====== Source data ======

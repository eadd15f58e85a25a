//! Rekordbox XML writer
//!
//! Serializes the document model using streaming XML output. Track
//! attributes and non-cue children are written back exactly as they were
//! read; only POSITION_MARK elements and the Entries/Count bookkeeping
//! attributes are regenerated.

use crate::error::{AutocueError, Result};
use crate::types::{Document, MarkKind, PlaylistKind, PlaylistNode, PositionMark, TrackRecord, XmlNode};
use quick_xml::events::{BytesDecl, BytesEnd, BytesStart, BytesText, Event};
use quick_xml::Writer;
use std::fs::File;
use std::io::{BufWriter, Write};
use std::path::{Path, PathBuf};
use tracing::info;

use super::schema::{self, attrs, elements, mark_attrs, node_attrs, node_types};

/// Write the document into `output_dir` under a timestamped file name
///
/// Creates the directory if needed and returns the path written.
pub fn export_document(document: &Document, output_dir: &Path) -> Result<PathBuf> {
    std::fs::create_dir_all(output_dir).map_err(|e| AutocueError::output_error(output_dir, e))?;

    let path = timestamped_output_path(output_dir);
    write_document(document, &path)?;
    Ok(path)
}

/// `<dir>/autocue_YYYYMMDD_HHMMSS.xml`, local time
pub fn timestamped_output_path(output_dir: &Path) -> PathBuf {
    let timestamp = chrono::Local::now().format("%Y%m%d_%H%M%S");
    output_dir.join(format!("autocue_{}.xml", timestamp))
}

/// Write the document to a Rekordbox XML file
///
/// Uses atomic write pattern: writes to a temp file first, then renames.
/// A failed export never leaves a truncated file at `output_path`.
pub fn write_document(document: &Document, output_path: &Path) -> Result<()> {
    // Same directory as the target so the rename stays on one filesystem
    let temp_path = output_path.with_extension("xml.tmp");

    let file = File::create(&temp_path).map_err(|e| AutocueError::output_error(output_path, e))?;
    let mut xml = Writer::new_with_indent(BufWriter::new(file), b' ', 2);

    let written = write_root(&mut xml, document).and_then(|()| {
        xml.into_inner()
            .flush()
            .map_err(|e| format!("Failed to flush output: {}", e))
    });

    if let Err(reason) = written {
        let _ = std::fs::remove_file(&temp_path);
        return Err(AutocueError::OutputError {
            path: output_path.to_path_buf(),
            reason,
        });
    }

    // Atomic rename: either succeeds completely or fails without modifying target
    std::fs::rename(&temp_path, output_path).map_err(|e| {
        let _ = std::fs::remove_file(&temp_path);
        AutocueError::OutputError {
            path: output_path.to_path_buf(),
            reason: format!("Failed to finalize file: {}", e),
        }
    })?;

    info!(
        "Wrote {} tracks to {}",
        document.tracks.len(),
        output_path.display()
    );

    Ok(())
}

type WriteResult = std::result::Result<(), String>;

fn write_root<W: Write>(xml: &mut Writer<W>, document: &Document) -> WriteResult {
    emit(
        xml,
        Event::Decl(BytesDecl::new(schema::XML_VERSION, Some(schema::XML_ENCODING), None)),
    )?;

    let mut root = BytesStart::new(elements::ROOT);
    if !document.version.is_empty() {
        root.push_attribute((attrs::VERSION, document.version.as_str()));
    }
    emit(xml, Event::Start(root))?;

    write_extras(xml, document, 0)?;

    let mut collection = BytesStart::new(elements::COLLECTION);
    collection.push_attribute((attrs::ENTRIES, document.tracks.len().to_string().as_str()));
    if document.tracks.is_empty() {
        emit(xml, Event::Empty(collection))?;
    } else {
        emit(xml, Event::Start(collection))?;
        for track in &document.tracks {
            write_track(xml, track)?;
        }
        emit(xml, Event::End(BytesEnd::new(elements::COLLECTION)))?;
    }
    write_extras(xml, document, 1)?;

    if let Some(playlists) = &document.playlists {
        emit(xml, Event::Start(BytesStart::new(elements::PLAYLISTS)))?;
        write_playlist_node(xml, playlists)?;
        emit(xml, Event::End(BytesEnd::new(elements::PLAYLISTS)))?;
    }
    write_extras(xml, document, 2)?;

    emit(xml, Event::End(BytesEnd::new(elements::ROOT)))
}

/// Write the verbatim root elements that sat after `sections_before` of
/// COLLECTION/PLAYLISTS in the source
///
/// COLLECTION is always written before PLAYLISTS, so an extra is placed by
/// how many known sections preceded it rather than by which ones.
fn write_extras<W: Write>(xml: &mut Writer<W>, document: &Document, sections_before: usize) -> WriteResult {
    for extra in &document.extras {
        if extra.sections_before.min(2) == sections_before {
            write_node(xml, &extra.node)?;
        }
    }
    Ok(())
}

/// Write a single TRACK element
fn write_track<W: Write>(xml: &mut Writer<W>, track: &TrackRecord) -> WriteResult {
    let mut elem = BytesStart::new(elements::TRACK);
    for (key, value) in &track.attributes {
        elem.push_attribute((key.as_str(), value.as_str()));
    }

    if track.children.is_empty() && track.markers.is_empty() {
        return emit(xml, Event::Empty(elem));
    }

    emit(xml, Event::Start(elem))?;
    for child in &track.children {
        write_node(xml, child)?;
    }
    for mark in &track.markers {
        write_position_mark(xml, mark)?;
    }
    emit(xml, Event::End(BytesEnd::new(elements::TRACK)))
}

fn write_position_mark<W: Write>(xml: &mut Writer<W>, mark: &PositionMark) -> WriteResult {
    let mut elem = BytesStart::new(elements::POSITION_MARK);
    elem.push_attribute((mark_attrs::NAME, mark.name.as_str()));
    elem.push_attribute((mark_attrs::TYPE, mark.mark_type.to_string().as_str()));
    elem.push_attribute((mark_attrs::START, format!("{:.3}", mark.start_seconds).as_str()));
    if let Some(end) = mark.end_seconds {
        elem.push_attribute((mark_attrs::END, format!("{:.3}", end).as_str()));
    }
    // The slot attribute is what marks a hot cue
    if let MarkKind::Primary { slot } = mark.kind {
        elem.push_attribute((mark_attrs::NUM, slot.to_string().as_str()));
    }
    if let Some(rgb) = mark.color {
        elem.push_attribute((mark_attrs::RED, rgb.r.to_string().as_str()));
        elem.push_attribute((mark_attrs::GREEN, rgb.g.to_string().as_str()));
        elem.push_attribute((mark_attrs::BLUE, rgb.b.to_string().as_str()));
    }
    emit(xml, Event::Empty(elem))
}

fn write_playlist_node<W: Write>(xml: &mut Writer<W>, node: &PlaylistNode) -> WriteResult {
    let mut elem = BytesStart::new(elements::NODE);

    match &node.kind {
        PlaylistKind::Folder(children) => {
            elem.push_attribute((node_attrs::TYPE, node_types::FOLDER));
            elem.push_attribute((node_attrs::NAME, node.name.as_str()));
            elem.push_attribute((node_attrs::COUNT, children.len().to_string().as_str()));
            if children.is_empty() {
                return emit(xml, Event::Empty(elem));
            }
            emit(xml, Event::Start(elem))?;
            for child in children {
                write_playlist_node(xml, child)?;
            }
        }
        PlaylistKind::Playlist { key_type, track_keys } => {
            elem.push_attribute((node_attrs::NAME, node.name.as_str()));
            elem.push_attribute((node_attrs::TYPE, node_types::PLAYLIST));
            elem.push_attribute((node_attrs::KEY_TYPE, key_type.as_str()));
            elem.push_attribute((node_attrs::ENTRIES, track_keys.len().to_string().as_str()));
            if track_keys.is_empty() {
                return emit(xml, Event::Empty(elem));
            }
            emit(xml, Event::Start(elem))?;
            for key in track_keys {
                let mut track_ref = BytesStart::new(elements::TRACK);
                track_ref.push_attribute((node_attrs::KEY, key.as_str()));
                emit(xml, Event::Empty(track_ref))?;
            }
        }
    }

    emit(xml, Event::End(BytesEnd::new(elements::NODE)))
}

/// Write a verbatim element and its subtree
fn write_node<W: Write>(xml: &mut Writer<W>, node: &XmlNode) -> WriteResult {
    let mut elem = BytesStart::new(node.name.as_str());
    for (key, value) in &node.attributes {
        elem.push_attribute((key.as_str(), value.as_str()));
    }

    if node.children.is_empty() && node.text.is_none() {
        return emit(xml, Event::Empty(elem));
    }

    emit(xml, Event::Start(elem))?;
    if let Some(text) = &node.text {
        emit(xml, Event::Text(BytesText::new(text)))?;
    }
    for child in &node.children {
        write_node(xml, child)?;
    }
    emit(xml, Event::End(BytesEnd::new(node.name.as_str())))
}

/// Write one event, converting the writer error into a message
fn emit<W: Write>(xml: &mut Writer<W>, event: Event<'_>) -> WriteResult {
    xml.write_event(event)
        .map_err(|e| format!("XML write error: {}", e))
}

#[cfg(test)]
mod tests {
    use super::*;
    use crate::rekordbox::reader::{parse_document, read_document};
    use crate::types::Rgb;
    use tempfile::TempDir;

    const LIBRARY: &str = r#"<?xml version="1.0" encoding="UTF-8"?>
<DJ_PLAYLISTS Version="1.0.0">
  <PRODUCT Name="rekordbox" Version="6.7.4" Company="AlphaTheta"/>
  <COLLECTION Entries="1">
    <TRACK TrackID="7" Name="Quotes &quot;&lt;&amp;&gt;" Artist="A" Kind="MP3 File" TotalTime="200" AverageBpm="124.00" Rating="255">
      <TEMPO Inizio="0.100" Bpm="124.00" Metro="4/4" Battito="1"/>
      <POSITION_MARK Name="Keep" Type="0" Start="12.500" Num="3" Red="1" Green="2" Blue="3"/>
    </TRACK>
  </COLLECTION>
  <PLAYLISTS>
    <NODE Type="0" Name="ROOT" Count="1">
      <NODE Name="Warmup" Type="1" KeyType="0" Entries="1">
        <TRACK Key="7"/>
      </NODE>
    </NODE>
  </PLAYLISTS>
</DJ_PLAYLISTS>"#;

    #[test]
    fn test_round_trip_preserves_unrelated_data() {
        let dir = TempDir::new().unwrap();
        let path = dir.path().join("out.xml");

        let original = parse_document(LIBRARY).unwrap();
        write_document(&original, &path).unwrap();
        let reread = read_document(&path).unwrap();

        assert_eq!(reread, original);

        let track = &reread.tracks[0];
        assert_eq!(track.name, "Quotes \"<&>");
        assert!(track.attributes.contains(&("Rating".to_string(), "255".to_string())));
        assert!(track.attributes.contains(&("Kind".to_string(), "MP3 File".to_string())));
        assert_eq!(track.children[0].attr("Battito"), Some("1"));
        assert_eq!(track.markers[0].color, Some(Rgb::new(1, 2, 3)));
    }

    #[test]
    fn test_extras_keep_their_position() {
        let source = LIBRARY.replace(
            "</DJ_PLAYLISTS>",
            "  <VENDOR Note=\"after playlists\"/>\n</DJ_PLAYLISTS>",
        );
        let doc = parse_document(&source).unwrap();
        assert_eq!(doc.extras[1].sections_before, 2);

        let dir = TempDir::new().unwrap();
        let path = dir.path().join("out.xml");
        write_document(&doc, &path).unwrap();

        let content = std::fs::read_to_string(&path).unwrap();
        let product = content.find("<PRODUCT").unwrap();
        let collection = content.find("<COLLECTION").unwrap();
        let playlists = content.find("</PLAYLISTS>").unwrap();
        let vendor = content.find("<VENDOR").unwrap();
        assert!(product < collection);
        assert!(playlists < vendor);

        assert_eq!(read_document(&path).unwrap(), doc);
    }

    #[test]
    fn test_secondary_written_without_num() {
        let mut doc = parse_document(LIBRARY).unwrap();
        doc.tracks[0].markers.push(PositionMark {
            name: "Memory".to_string(),
            kind: MarkKind::Secondary,
            start_seconds: 60.0,
            end_seconds: None,
            mark_type: PositionMark::TYPE_CUE,
            color: None,
        });

        let dir = TempDir::new().unwrap();
        let path = dir.path().join("out.xml");
        write_document(&doc, &path).unwrap();

        let content = std::fs::read_to_string(&path).unwrap();
        assert!(content.contains(r#"<POSITION_MARK Name="Memory" Type="0" Start="60.000"/>"#));
        assert!(content.contains(r#"Start="12.500" Num="3""#));
        assert!(!path.with_extension("xml.tmp").exists());
    }

    #[test]
    fn test_timestamped_output_path() {
        let path = timestamped_output_path(Path::new("/tmp/out"));
        let name = path.file_name().unwrap().to_string_lossy().to_string();
        assert!(name.starts_with("autocue_"));
        assert!(name.ends_with(".xml"));
        // autocue_ + YYYYMMDD_HHMMSS + .xml
        assert_eq!(name.len(), "autocue_".len() + 15 + ".xml".len());
    }

    #[test]
    fn test_export_creates_directory() {
        let dir = TempDir::new().unwrap();
        let output_dir = dir.path().join("nested").join("exports");

        let doc = parse_document(LIBRARY).unwrap();
        let path = export_document(&doc, &output_dir).unwrap();

        assert!(path.starts_with(&output_dir));
        assert!(path.exists());
    }

    #[test]
    fn test_write_to_missing_directory_fails() {
        let dir = TempDir::new().unwrap();
        let path = dir.path().join("missing").join("out.xml");

        let doc = parse_document(LIBRARY).unwrap();
        let err = write_document(&doc, &path).unwrap_err();
        assert!(matches!(err, AutocueError::OutputError { .. }));
    }
}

======

* _Problem to solve_: Give the number of lines in the records where the word "target" occurs, and add nothing.

* _Written answer_: 2